A Change of Heart
Dr. Farhad Aduli is not an impulsive man. Throughout his life, he has probably made one impulsive decision—and it was a decision that would change the course of his life. Aduli was close to completing the engineering program at the University of Southern California when he woke up one morning with the realization that he did not want to be an engineer. He wanted to be a physician.
Aduli completed his degree program, applied and was accepted to Drexel University Medical School in Philadelphia. The cold, Northeast climate was in stark contrast to sunny southern California, so when he was given the opportunity to continue his residency at Tulane University, Aduli jumped at the chance to return to warmer weather. “I came to New Orleans in 1994 for residency and fell in love with the area. The food was good, the people were friendly, and the weather was nice. I heard music, smelled coffee and felt right at home,” he said.
Aduli completed an internship and residency in internal medicine at Tulane University Medical Center. He then completed a three-year fellowship in cardiovascular disease and an additional year of training in interventional cardiology. Aduli’s practice, which opened in 2000, is built on hard work and dedication to his patients. “I’ve always tried to do the right thing for my patients. I am a compulsive practitioner who feels obligated to look at the whole patient,” he said. “Just because I specialize in the heart doesn’t mean the heart is all I look at. All organs are connected. If I focused on issues specific to the heart without considering other organs, I would be doing a disservice to my patients.”
Minimizing the number of medications a patient takes is a priority for Aduli. “A good physician is one who treats the patient with the least number of pills required,” he said. “I cannot tell you the number of times that I see people get prescribed medicines to treat the side effects of another medication that they are taking, or they may be seeing several specialists for symptoms that are really just related to their medications. This happens frequently with older patients.”
Aduli, a board-certified interventional cardiologist, engages his patients, encouraging them to understand their conditions and improve their own health. Aduli presents options, discusses the positives and negatives of each and ultimately puts decisions into his patients’ hands. Whenever possible, Aduli conducts non-interventional procedures first before resorting to more invasive measures. “Cath lab procedures can be risky, so I have to be hypervigilant to make sure there are no missteps,” he said. “I am probably the busiest cardiologist in the area, conducting two to three procedures per day and well over 10,000 procedures in my career. Yet, it doesn’t matter how many I have done. If I do not feel pressure and stress about each one, I shouldn’t be performing them. I am proud that I’ve had very few complications over my career.”

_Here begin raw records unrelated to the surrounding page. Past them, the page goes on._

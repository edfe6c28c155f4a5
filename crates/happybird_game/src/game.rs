use happybird_common::key::MouseButton;
use happybird_common::Color;
use log::{debug, info};
use rand::rngs::StdRng;
use rand::seq::SliceRandom;

use crate::arena::{Arena, EntityId, Groups};
use crate::bird::Bird;
use crate::config::GameConfig;
use crate::entity::{Entity, SpriteType};
use crate::font::Font;
use crate::frame::Frame;
use crate::obstacle::{Drifter, Log, LogPairLayout, LogSide, Wave};
use crate::rect::Rect;
use crate::score::{ScoreStore, Scoreboard};
use crate::scroller::ScrollingPair;
use crate::sprites::Sprites;
use crate::timer::IntervalTimer;

const FONT_SIZE: u32 = 28;
const TEXT_BOX_WIDTH: u32 = 350;
const TEXT_BOX_HEIGHT: u32 = 50;

#[derive(Copy, Clone, Debug, Default, PartialEq, Eq)]
pub enum Phase {
    #[default]
    Menu,
    Flying,
    Paused,
}

#[derive(Copy, Clone, Debug, PartialEq, Eq)]
pub enum DeathCause {
    /// The bird touched the top, left or right screen edge.
    Boundary,
    Collision(SpriteType),
}

/// Owns every entity, the clock, timers and score, and drives one frame at
/// a time: input, then `step`, then `draw`.
pub struct Game {
    config: GameConfig,
    sprites: Sprites,
    font: Font,
    phase: Phase,
    arena: Arena<Entity>,
    /// The current (or last) flight's bird. Kept after death until the
    /// next flight replaces it.
    bird: Option<EntityId>,
    scoreboard: Scoreboard,
    spawn_timer: IntervalTimer,
    flash_timer: IntervalTimer,
    /// Milliseconds since the game started; drives obstacle bobbing.
    clock_ms: f64,
    rng: StdRng,
}

impl Game {
    pub fn new(
        config: GameConfig,
        sprites: Sprites,
        store: Box<dyn ScoreStore>,
        rng: StdRng,
    ) -> Self {
        let mut arena = Arena::new();
        let background = ScrollingPair::new(
            sprites.background.clone(),
            0,
            config.background_speed * config.scroll_damping,
        );
        arena.insert(Groups::BACKGROUND, Entity::Background(background));

        let ground_y = config.screen_height as i32 - sprites.ground.height() as i32;
        let ground = ScrollingPair::new(
            sprites.ground.clone(),
            ground_y,
            config.ground_speed * config.scroll_damping,
        );
        arena.insert(Groups::GROUND | Groups::COLLIDE, Entity::Ground(ground));

        let scoreboard = Scoreboard::new(store);
        info!("Best score so far: {}", scoreboard.best());

        Self {
            spawn_timer: IntervalTimer::repeating(config.spawn_interval_ms),
            flash_timer: IntervalTimer::one_shot(config.flash_duration_ms),
            config,
            sprites,
            font: Font::new(FONT_SIZE),
            phase: Phase::Menu,
            arena,
            bird: None,
            scoreboard,
            clock_ms: 0.0,
            rng,
        }
    }

    pub fn config(&self) -> &GameConfig {
        &self.config
    }

    pub fn phase(&self) -> Phase {
        self.phase
    }

    /// True from the start of a flight until death, including while paused.
    pub fn is_flying(&self) -> bool {
        self.phase != Phase::Menu
    }

    pub fn score(&self) -> u32 {
        self.scoreboard.score()
    }

    pub fn best_score(&self) -> u32 {
        self.scoreboard.best()
    }

    /// Whether the "New High Score!" banner is showing.
    pub fn is_flash_active(&self) -> bool {
        self.flash_timer.is_armed()
    }

    pub fn clock_ms(&self) -> f64 {
        self.clock_ms
    }

    pub fn arena(&self) -> &Arena<Entity> {
        &self.arena
    }

    pub fn bird(&self) -> Option<&Bird> {
        self.bird
            .and_then(|id| self.arena.get(id))
            .and_then(Entity::as_bird)
    }

    fn bird_mut(&mut self) -> Option<&mut Bird> {
        self.bird
            .and_then(|id| self.arena.get_mut(id))
            .and_then(Entity::as_bird_mut)
    }

    pub fn obstacle_count(&self) -> usize {
        self.arena.iter().filter(|(_, e)| e.is_obstacle()).count()
    }

    /// Pointer button press.
    pub fn press(&mut self, button: MouseButton) {
        match (button, self.phase) {
            (MouseButton::Primary, Phase::Menu) => self.start_flight(),
            (MouseButton::Primary, Phase::Flying) => {
                if let Some(bird) = self.bird_mut() {
                    bird.jump();
                }
            }
            (MouseButton::Secondary, Phase::Flying) => {
                debug!("Paused");
                self.phase = Phase::Paused;
            }
            (MouseButton::Secondary, Phase::Paused) => {
                debug!("Resumed");
                self.phase = Phase::Flying;
            }
            _ => {}
        }
    }

    /// Held strafe keys. Ignored unless flying and not paused.
    pub fn set_strafe(&mut self, left: bool, right: bool) {
        if self.phase != Phase::Flying {
            return;
        }
        if let Some(bird) = self.bird_mut() {
            bird.moving_left = left;
            bird.moving_right = right;
        }
    }

    fn start_flight(&mut self) {
        if let Some(old) = self.bird.take() {
            self.arena.remove(old);
        }
        self.scoreboard.reset_run();
        let bird = Bird::new(self.sprites.bird.clone(), &self.config);
        self.bird = Some(self.arena.insert(Groups::COLLIDE, Entity::Bird(bird)));
        self.spawn_timer.arm();
        self.phase = Phase::Flying;
        info!("Flight started, best score {}", self.scoreboard.best());
    }

    /// Clear every obstacle and return to the menu. The bird entity stays
    /// until the next flight replaces it.
    fn end_flight(&mut self, cause: DeathCause) {
        self.arena.retain(|_, e| !e.is_obstacle());
        self.spawn_timer.disarm();
        self.phase = Phase::Menu;
        info!(
            "Flight ended by {:?} with score {}",
            cause,
            self.scoreboard.score()
        );
    }

    /// Advance the game by `dt` seconds.
    pub fn step(&mut self, dt: f32) {
        self.clock_ms += dt as f64 * 1000.0;
        self.flash_timer.tick(dt);

        if self.phase != Phase::Flying {
            return;
        }

        if self.spawn_timer.tick(dt) {
            self.spawn_obstacles();
        }
        self.update_entities(dt);
        self.resolve_collisions();

        if self.scoreboard.sync_best() {
            info!("New best score: {}", self.scoreboard.best());
            if !self.flash_timer.is_armed() {
                self.flash_timer.arm();
            }
        }
    }

    fn spawn_obstacles(&mut self) {
        let pig = Drifter::spawn(
            self.sprites.pig.clone(),
            Wave::Sine,
            &self.config,
            &mut self.rng,
        );
        self.arena.insert(Groups::COLLIDE, Entity::Pig(pig));

        let enemy = Drifter::spawn(
            self.sprites.enemy.clone(),
            Wave::Cosine,
            &self.config,
            &mut self.rng,
        );
        self.arena.insert(Groups::COLLIDE, Entity::Enemy(enemy));

        let layout = LogPairLayout::random(&mut self.rng);
        for side in [LogSide::Bottom, LogSide::Top] {
            let Some(variant) = self.sprites.logs.choose(&mut self.rng) else {
                continue;
            };
            let log = Log::spawn(side, variant, layout, &self.config, &mut self.rng);
            self.arena.insert(Groups::COLLIDE, Entity::Log(log));
        }
        debug!("Spawned obstacles, {} entities live", self.arena.len());
    }

    fn update_entities(&mut self, dt: f32) {
        let clock_ms = self.clock_ms;
        let mut culled = Vec::new();
        for (id, entity) in self.arena.iter_mut() {
            if !entity.update(dt, clock_ms) {
                culled.push(id);
            }
        }
        for id in culled {
            self.arena.remove(id);
        }
    }

    /// Boundary check, then mask collisions in spawn order. The first lethal
    /// hit ends the flight; pigs before it are scored, pigs after it are not.
    fn resolve_collisions(&mut self) {
        let Some(bird_id) = self.bird else {
            return;
        };
        let Some(bird) = self.arena.get(bird_id).and_then(Entity::as_bird) else {
            return;
        };

        let rect = bird.rect();
        if rect.top() <= 0 || rect.left() <= 0 || rect.right() >= self.config.screen_width as i32
        {
            self.end_flight(DeathCause::Boundary);
            return;
        }

        let mask = bird.mask();
        let hits: Vec<(EntityId, SpriteType)> = self
            .arena
            .in_group(Groups::COLLIDE)
            .filter(|&(id, _)| id != bird_id)
            .filter(|(_, entity)| entity.overlaps(rect, mask))
            .filter_map(|(id, entity)| entity.sprite_type().map(|kind| (id, kind)))
            .collect();

        for (id, kind) in hits {
            if kind.is_lethal() {
                self.end_flight(DeathCause::Collision(kind));
                return;
            }
            if kind == SpriteType::Pig {
                self.arena.remove(id);
                self.scoreboard.add_point();
                debug!("Pig caught, score {}", self.scoreboard.score());
            }
        }
    }

    pub fn draw(&self, frame: &mut Frame) {
        match self.phase {
            Phase::Menu => self.draw_menu(frame),
            Phase::Flying => self.draw_world(frame),
            Phase::Paused => self.draw_pause(frame),
        }
    }

    fn draw_world(&self, frame: &mut Frame) {
        frame.fill(Color::SKY_BLUE);
        for (_, entity) in self.arena.in_group(Groups::BACKGROUND) {
            entity.draw(frame);
        }
        for (_, entity) in self.arena.in_group(Groups::GROUND) {
            entity.draw(frame);
        }
        for (_, entity) in self.arena.in_group(Groups::COLLIDE) {
            if !matches!(entity, Entity::Ground(_)) {
                entity.draw(frame);
            }
        }
        self.draw_score(frame);
    }

    fn draw_score(&self, frame: &mut Frame) {
        let score = self
            .font
            .render(&format!("Pig: {}", self.scoreboard.score()), Color::GREEN);
        frame.blit(&score, 20, 20);
        let best = self
            .font
            .render(&format!("High Score: {}", self.scoreboard.best()), Color::RED);
        frame.blit(&best, 20, 60);

        if self.is_flash_active() {
            let banner = self.font.render("New High Score!", Color::YELLOW);
            frame.blit(&banner, 20, 100);
        }
    }

    fn menu_origin(&self) -> (i32, i32) {
        let (w, h) = self.sprites.menu.size();
        let rect = Rect::from_center(
            self.config.screen_width as i32 / 2,
            self.config.screen_height as i32 / 2,
            w,
            h,
        );
        (rect.x, rect.y)
    }

    fn text_box_x(&self) -> i32 {
        self.config.screen_width as i32 / 2 - TEXT_BOX_WIDTH as i32 / 2
    }

    fn draw_menu(&self, frame: &mut Frame) {
        frame.fill(Color::SKY_BLUE);
        let (mx, my) = self.menu_origin();
        frame.blit(&self.sprites.menu, mx, my);

        let x = self.text_box_x();
        let mid_y = self.config.screen_height as i32 / 2;
        self.draw_text_box(frame, "New Game", x, mid_y + 200);
        let best = format!("High Score: {}", self.scoreboard.best());
        self.draw_text_box(frame, &best, x, mid_y + 300);
    }

    /// Drawn over whatever the last flying frame left in the buffer.
    fn draw_pause(&self, frame: &mut Frame) {
        let (mx, my) = self.menu_origin();
        frame.blit(&self.sprites.menu, mx, my);
        let mid_y = self.config.screen_height as i32 / 2;
        self.draw_text_box(frame, "Resume", self.text_box_x(), mid_y + 200);
    }

    fn draw_text_box(&self, frame: &mut Frame, text: &str, x: i32, y: i32) {
        frame.fill_rect(x, y, TEXT_BOX_WIDTH, TEXT_BOX_HEIGHT, Color::YELLOW);
        let text = self.font.render(text, Color::RED);
        let (cx, cy) = Rect::new(x, y, TEXT_BOX_WIDTH, TEXT_BOX_HEIGHT).center();
        let rect = Rect::from_center(cx, cy, text.width(), text.height());
        frame.blit(&text, rect.x, rect.y);
    }
}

Named Northshore’s Best Cardiologist by readers of Sophisticated Woman the last seven years, Aduli said most of his patients are referred to him by friends and family. While some come in with specific problems or symptoms, many others just want to know that they are not at risk of having a heart attack or stroke. Aduli works in close coordination with Nurse Practitioner Jeff Kitch and Physician Assistant Natalie Deggans to ascertain, with the highest level of certainty, patients’ cardiovascular risks. “We take a team approach so that we can provide efficient and seamless care for our patients,” he said.
“My goals are the same as when I started,” Aduli said. “I remain a highly-motivated physician. I like what I do and am driven to help my patients achieve normalcy. Thirty years ago, heart surgery could have been disabling. We now have the ability to give them a normal life, whether before surgery or after. This is why I am so passionate about empowering patients. If I can show them what they need to do and convince them to do it, they are going to have a bigger impact on their health than I ever could. Lifestyle modification is critical, and I try to present health tips in a manageable, practical way. It is much easier for people to make changes when they don’t seem so daunting.”
Despite his rigorous schedule, Aduli prioritizes family time. He met his wife Cherie at Cardiac Rehab St. Tammany Parish Hospital in 2000, and they have four children: Victoria, Mila, Mina and Ari. The family enjoys trips to the beach as well as traveling to Washington, DC to visit extended family.
According to Aduli, the fields of engineering and medicine may seem disparate, but they have both played a part in molding the physician he is today. “Engineering is black and white. Medicine is all gray. Yet, I am glad I had the training in both areas,” he said. “Engineering taught me to think critically, to process information and to consider all options available. These skills have made me a better doctor.”